START Input records

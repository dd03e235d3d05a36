// ============================================================================
// Digit Reduction
// Theosophical reduction with optional master-number stops
// ============================================================================

use arrayvec::ArrayVec;

#[cfg(feature = "serde")]
use serde::{Deserialize, Serialize};

/// Master numbers preserved by [`ReductionPolicy::Master`].
pub const MASTER_NUMBERS: [u32; 3] = [11, 22, 33];

/// Intermediate values that mark a karmic debt.
pub const KARMIC_DEBTS: [u32; 4] = [13, 14, 16, 19];

/// The canonical vibration table, grouped by root digit.
pub const VIBRATIONS: [u8; 14] = [1, 2, 11, 20, 3, 4, 13, 22, 5, 6, 33, 7, 8, 9];

/// A `u32` collapses to a single digit in at most four digit sums.
const MAX_CHAIN: usize = 8;

/// How far a number is reduced.
#[derive(Debug, Clone, Copy, PartialEq, Eq, Hash, Default)]
#[cfg_attr(feature = "serde", derive(Serialize, Deserialize))]
pub enum ReductionPolicy {
    /// Reduce all the way down to 0..=9
    #[default]
    Plain,
    /// Stop early on 11, 22 or 33
    Master,
}

/// Full chain of a reduction, starting value first and final value last.
#[derive(Debug, Clone, PartialEq, Eq)]
pub struct Reduction {
    chain: ArrayVec<u32, MAX_CHAIN>,
}

impl Reduction {
    /// The reduced value.
    #[inline]
    pub fn value(&self) -> u32 {
        // The chain always holds at least the starting value.
        self.chain.last().copied().unwrap_or_default()
    }

    /// The unreduced starting value.
    #[inline]
    pub fn start(&self) -> u32 {
        self.chain.first().copied().unwrap_or_default()
    }

    /// Every value visited, in order.
    pub fn chain(&self) -> &[u32] {
        &self.chain
    }

    /// Karmic debt numbers met along the way.
    pub fn karmic_debts(&self) -> impl Iterator<Item = u32> + '_ {
        self.chain.iter().copied().filter(|v| is_karmic_debt(*v))
    }
}

/// Sum of the decimal digits of `n`.
#[inline]
pub fn digit_sum(mut n: u32) -> u32 {
    let mut sum = 0;
    while n > 0 {
        sum += n % 10;
        n /= 10;
    }
    sum
}

#[inline]
pub fn is_master(n: u32) -> bool {
    MASTER_NUMBERS.contains(&n)
}

#[inline]
pub fn is_karmic_debt(n: u32) -> bool {
    KARMIC_DEBTS.contains(&n)
}

/// Reduce `n` and keep every intermediate value.
pub fn reduce_trace(n: u32, policy: ReductionPolicy) -> Reduction {
    let mut chain = ArrayVec::new();
    let mut current = n;
    chain.push(current);

    while current > 9 && !(policy == ReductionPolicy::Master && is_master(current)) {
        current = digit_sum(current);
        chain.push(current);
    }

    Reduction { chain }
}

/// Reduce `n` to a single digit, or to a master number when allowed.
#[inline]
pub fn reduce(n: u32, policy: ReductionPolicy) -> u32 {
    reduce_trace(n, policy).value()
}

/// Single-digit root; master numbers collapse too (11 -> 2).
#[inline]
pub fn root(n: u32) -> u32 {
    reduce(n, ReductionPolicy::Plain)
}

/// Root digit a vibration belongs to (20 -> 2, 13 -> 4, 33 -> 6).
#[inline]
pub fn vibration_root(vibration: u8) -> u8 {
    root(u32::from(vibration)) as u8
}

END Input records

_Exercise brief_: Among the entries above, locate the lines containing "by root digit." and "const MAX_CHAIN: usize = 8;", and transcribe exactly those two lines and all lines between.

_Output for this exercise_:
/// The canonical vibration table, grouped by root digit.
pub const VIBRATIONS: [u8; 14] = [1, 2, 11, 20, 3, 4, 13, 22, 5, 6, 33, 7, 8, 9];

/// A `u32` collapses to a single digit in at most four digit sums.
const MAX_CHAIN: usize = 8;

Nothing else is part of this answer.